NVLink Fabric

Advancing Multi-GPU Processing

NVIDIA NVLink Performance Since 2014

Maximizing System Throughput

NVIDIA® NVLink technology addresses this interconnect issue by providing higher bandwidth, more links, and improved scalability for multi-GPU and multi-GPU/CPU system configurations. A single NVIDIA Tesla® V100 GPU supports up to six NVLink connections and total bandwidth of 300 GB/sec—10X the bandwidth of PCIe Gen 3. Servers like the new NVIDIA DGX-1 take advantage of these technologies to give you greater scalability for ultrafast deep learning training.

New Levels Of GPU-TO-GPU Acceleration

First introduced with the NVIDIA Pascal architecture, NVLink on Tesla V100 has increased the signaling rate from 20 to 25 GB/second in each direction. It can be used for GPU-to-CPU or GPU-to-GPU communication, as in the DGX-1 with Tesla V100.

Tesla V100 with NVLink GPU-to-GPU and GPU-to-CPU Connections
NVLink Connecting Eight Tesla V100 Accelerators in a Hybrid Cube Mesh Topology as Used in the DGX-1V Server

NVLink Delivers Up To 70% Speedup vs PCIe

NVLink: GPU Servers: Dual Xeon Gold 6140@2.30GHz or E5-2698 v4@3.6GHz for PyTorch with 8xV100 PCIe vs 8xV100 NVLink. SW benchmarks: MILC (APEX medium). HOOMD-Blue (microsphere), LAMMPS (LJ 2.5).

New Levels Of Performance

NVIDIA NVLink can bring up to 70% more performance to an otherwise identically configured server. Its dramatically higher bandwidth and reduced latency will enable even larger deep learning workloads to scale in performance as they continue to grow.

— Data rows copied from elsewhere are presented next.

use crate::model::{self, Point, Shape, ShapeId, UnitId};

#[derive(Clone, Copy, Debug, PartialEq, Eq)]
pub(super) enum RegistryError {
    InvalidGeometry,
}

/// The set of shapes belonging to one floor plan. Exclusive owner of the
/// shape list during an edit session; persisted only on explicit save.
#[derive(Clone, Debug)]
pub(super) struct ShapeRegistry {
    shapes: Vec<Shape>,
    next_id: ShapeId,
    dirty: bool,
}

impl Default for ShapeRegistry {
    fn default() -> Self {
        Self {
            shapes: Vec::new(),
            next_id: 1,
            dirty: false,
        }
    }
}

impl ShapeRegistry {
    /// Re-seeds from a fetched plan and re-bases the id allocator past the
    /// highest stored id.
    pub(super) fn load(&mut self, shapes: Vec<Shape>) {
        self.next_id = shapes.iter().map(|s| s.id).max().unwrap_or(0) + 1;
        self.shapes = shapes;
        self.dirty = false;
    }

    pub(super) fn add(&mut self, points: Vec<Point>) -> Result<ShapeId, RegistryError> {
        if points.len() < model::MIN_SHAPE_VERTICES {
            return Err(RegistryError::InvalidGeometry);
        }
        let id = self.next_id;
        self.next_id += 1;
        self.shapes.push(Shape {
            id,
            unit_id: None,
            points,
        });
        self.dirty = true;
        Ok(id)
    }

    pub(super) fn remove(&mut self, id: ShapeId) -> bool {
        let before = self.shapes.len();
        self.shapes.retain(|s| s.id != id);
        let removed = self.shapes.len() != before;
        self.dirty |= removed;
        removed
    }

    pub(super) fn rebind(&mut self, id: ShapeId, unit_id: Option<UnitId>) -> bool {
        let Some(shape) = self.shapes.iter_mut().find(|s| s.id == id) else {
            return false;
        };
        if shape.unit_id != unit_id {
            shape.unit_id = unit_id;
            self.dirty = true;
        }
        true
    }

    pub(super) fn find_by_id(&self, id: ShapeId) -> Option<&Shape> {
        self.shapes.iter().find(|s| s.id == id)
    }

    /// Insertion order; not spatially sorted.
    pub(super) fn all(&self) -> &[Shape] {
        &self.shapes
    }

    pub(super) fn is_dirty(&self) -> bool {
        self.dirty
    }

    pub(super) fn mark_saved(&mut self) {
        self.dirty = false;
    }
}
use eframe::egui;

pub(super) const MIN_SCALE: f32 = 1.0;
pub(super) const MAX_SCALE: f32 = 4.0;
const SCALE_STEP: f32 = 0.5;

/// Pan/zoom state shared by editor and viewer. Purely presentational: it
/// moves the rendered rectangle and never touches stored image-space points.
#[derive(Clone, Copy, Debug)]
pub(super) struct ViewportTransform {
    scale: f32,
    translate: egui::Vec2,
    pan_anchor: Option<egui::Vec2>,
}

impl Default for ViewportTransform {
    fn default() -> Self {
        Self {
            scale: MIN_SCALE,
            translate: egui::Vec2::ZERO,
            pan_anchor: None,
        }
    }
}

impl ViewportTransform {
    pub(super) fn scale(&self) -> f32 {
        self.scale
    }

    pub(super) fn translate(&self) -> egui::Vec2 {
        self.translate
    }

    pub(super) fn zoom_in(&mut self) {
        self.scale = (self.scale + SCALE_STEP).clamp(MIN_SCALE, MAX_SCALE);
    }

    /// Zooming back out to 1x does not reset translation; only `reset` does.
    pub(super) fn zoom_out(&mut self) {
        self.scale = (self.scale - SCALE_STEP).clamp(MIN_SCALE, MAX_SCALE);
    }

    pub(super) fn reset(&mut self) {
        *self = Self::default();
    }

    pub(super) fn begin_pan(&mut self, pointer: egui::Pos2) {
        self.pan_anchor = Some(pointer.to_vec2() - self.translate);
    }

    pub(super) fn continue_pan(&mut self, pointer: egui::Pos2) {
        if let Some(anchor) = self.pan_anchor {
            self.translate = pointer.to_vec2() - anchor;
        }
    }

    pub(super) fn end_pan(&mut self) {
        self.pan_anchor = None;
    }

    pub(super) fn is_panning(&self) -> bool {
        self.pan_anchor.is_some()
    }

    /// The on-screen rectangle for the image: `base` (the aspect-fitted rect)
    /// scaled about its center and shifted by the pan translation.
    pub(super) fn apply(&self, base: egui::Rect) -> egui::Rect {
        egui::Rect::from_center_size(base.center() + self.translate, base.size() * self.scale)
    }
}
//! Priority-ordered SQL generator registry
//!
//! Every statement kind maps to a list of candidate generators sorted by
//! descending priority. A generator bound to a dialect only applies when
//! the target dialect matches; unbound generators apply everywhere. The
//! first applicable generator produces the SQL.

use std::cmp::Reverse;
use std::collections::HashMap;
use std::fmt;

use sr_core::{ChangeLogContext, Dialect, DialectTag};

use crate::error::{SqlError, SqlResult};
use crate::sql::Sql;
use crate::statement::{Statement, StatementKind};
use crate::{standard, starrocks};

/// Renders a statement into zero or more SQL statements.
pub type GenerateFn = fn(&Statement, &GeneratorContext<'_>) -> SqlResult<Vec<Sql>>;

/// Inputs every generator receives besides the statement itself.
#[derive(Clone, Copy)]
pub struct GeneratorContext<'a> {
    pub dialect: &'a dyn Dialect,
    pub changelog: &'a ChangeLogContext,
}

impl<'a> GeneratorContext<'a> {
    pub fn new(dialect: &'a dyn Dialect, changelog: &'a ChangeLogContext) -> Self {
        Self { dialect, changelog }
    }

    pub fn changelog_table(&self) -> String {
        self.dialect
            .escape_table_name(&self.changelog.schema, &self.changelog.changelog_table)
    }

    pub fn lock_table(&self) -> String {
        self.dialect
            .escape_table_name(&self.changelog.schema, &self.changelog.lock_table)
    }
}

impl fmt::Debug for GeneratorContext<'_> {
    fn fmt(&self, f: &mut fmt::Formatter<'_>) -> fmt::Result {
        f.debug_struct("GeneratorContext")
            .field("dialect", &self.dialect.tag())
            .field("changelog", self.changelog)
            .finish()
    }
}

/// One registered generator
#[derive(Clone, Copy)]
pub struct Generator {
    pub name: &'static str,
    pub kind: StatementKind,
    /// `None` applies to every dialect
    pub dialect: Option<DialectTag>,
    pub priority: i32,
    pub generate: GenerateFn,
}

impl Generator {
    /// Whether this generator may render statements for `dialect`
    pub fn supports(&self, dialect: DialectTag) -> bool {
        self.dialect.map_or(true, |d| d == dialect)
    }
}

impl fmt::Debug for Generator {
    fn fmt(&self, f: &mut fmt::Formatter<'_>) -> fmt::Result {
        f.debug_struct("Generator")
            .field("name", &self.name)
            .field("kind", &self.kind)
            .field("dialect", &self.dialect)
            .field("priority", &self.priority)
            .finish()
    }
}

/// Generators keyed by statement kind
#[derive(Debug, Clone, Default)]
pub struct GeneratorRegistry {
    generators: HashMap<StatementKind, Vec<Generator>>,
}

impl GeneratorRegistry {
    pub fn new() -> Self {
        Self::default()
    }

    /// Registry with the generic MySQL generators only
    pub fn standard() -> Self {
        let mut registry = Self::new();
        for generator in standard::generators() {
            registry.register(generator);
        }
        registry
    }

    /// Generic generators plus the StarRocks overrides
    pub fn with_starrocks() -> Self {
        let mut registry = Self::standard();
        for generator in starrocks::generators() {
            registry.register(generator);
        }
        registry
    }

    /// Add a generator. Candidates stay sorted by descending priority;
    /// equal priorities keep registration order.
    pub fn register(&mut self, generator: Generator) {
        let candidates = self.generators.entry(generator.kind).or_default();
        candidates.push(generator);
        candidates.sort_by_key(|g| Reverse(g.priority));
    }

    /// Candidates for `kind`, highest priority first
    pub fn generators(&self, kind: StatementKind) -> &[Generator] {
        self.generators.get(&kind).map_or(&[], Vec::as_slice)
    }

    /// The generator that would render `kind` for `dialect`
    pub fn select(&self, kind: StatementKind, dialect: DialectTag) -> Option<&Generator> {
        self.generators(kind).iter().find(|g| g.supports(dialect))
    }

    pub fn supports(&self, kind: StatementKind, dialect: DialectTag) -> bool {
        self.select(kind, dialect).is_some()
    }

    /// Render `statement` with the highest-priority applicable generator.
    pub fn generate(
        &self,
        statement: &Statement,
        ctx: &GeneratorContext<'_>,
    ) -> SqlResult<Vec<Sql>> {
        let kind = statement.kind();
        let dialect = ctx.dialect.tag();
        let generator = self
            .select(kind, dialect)
            .ok_or(SqlError::NoGenerator { kind, dialect })?;

        log::debug!(
            "Generating {} for {} with {} (priority {})",
            kind,
            dialect,
            generator.name,
            generator.priority
        );
        (generator.generate)(statement, ctx)
    }
}

/// Error for a generator handed a statement it was not registered for.
pub(crate) fn mismatch(expected: StatementKind, statement: &Statement) -> SqlError {
    SqlError::StatementMismatch {
        expected,
        found: statement.kind(),
    }
}

#[cfg(test)]
#[path = "generator_test.rs"]
mod tests;
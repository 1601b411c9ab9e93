//! sr-core - Core library for starrocks-migrate
//!
//! This crate provides the StarRocks dialect descriptor and detection
//! predicate, configuration parsing, the change-log and lock row models,
//! and the quoting helpers shared by the SQL generators.

pub mod changelog;
pub mod config;
pub mod context;
pub mod dialect;
pub mod error;
pub mod host;
pub mod identifier;
mod newtype_string;
pub mod sql_utils;

pub use changelog::{ChangeLogEntry, ChangeSetId, CheckSum, ExecType, LockRow};
pub use config::{Config, DatabaseConfig};
pub use context::ChangeLogContext;
pub use dialect::{
    detect_dialect, DatabaseConnection, Dialect, DialectTag, MySqlDialect, StarRocksDialect,
    PRIORITY_DATABASE, PRIORITY_DEFAULT,
};
pub use error::{CoreError, CoreResult};
pub use host::HostIdentity;
pub use identifier::{SchemaName, TableName};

NvSwitch: Fully Connected NvLink

The rapid growth in deep learning workloads has driven the need for a faster and more scalable interconnect, as PCIe bandwidth increasingly becomes the bottleneck at the multi-GPU system level.

NVLink is a great advance to enable eight GPUs in a single server, and accelerate performance beyond PCIe. But taking deep learning performance to the next level will require a GPU fabric that enables more GPUs in a single server, and full-bandwidth connectivity between them.

NVIDIA NVSwitch is the first on-node switch architecture to support 16 fully-connected GPUs in a single server node and drive simultaneous communication between all eight GPU pairs at an incredible 300 GB/s each. These 16 GPUs can be used as a single large-scale accelerator with 0.5 Terabytes of unified memory space and 2 petaFLOPS of deep learning compute power. A single HGX-2/DGX-2 system with NVSwitch delivers up to 2.7x more application performance than 2 HGX-1/DGX-1 systems connected via infinband.

NVSwitch Delivers a >2X Speedup for Deep Learning and HPC

2 HGX-1V servers have dual socket Xeon E5 2698v4 Processor, 8X V100 GPUs. Servers connected via 4X 100Gb IB ports (run on DGX-1) . HGX-2 server has dual-socket Xeon Platinum 8168 Processor, 16X V100 GPUs (run on DGX-2).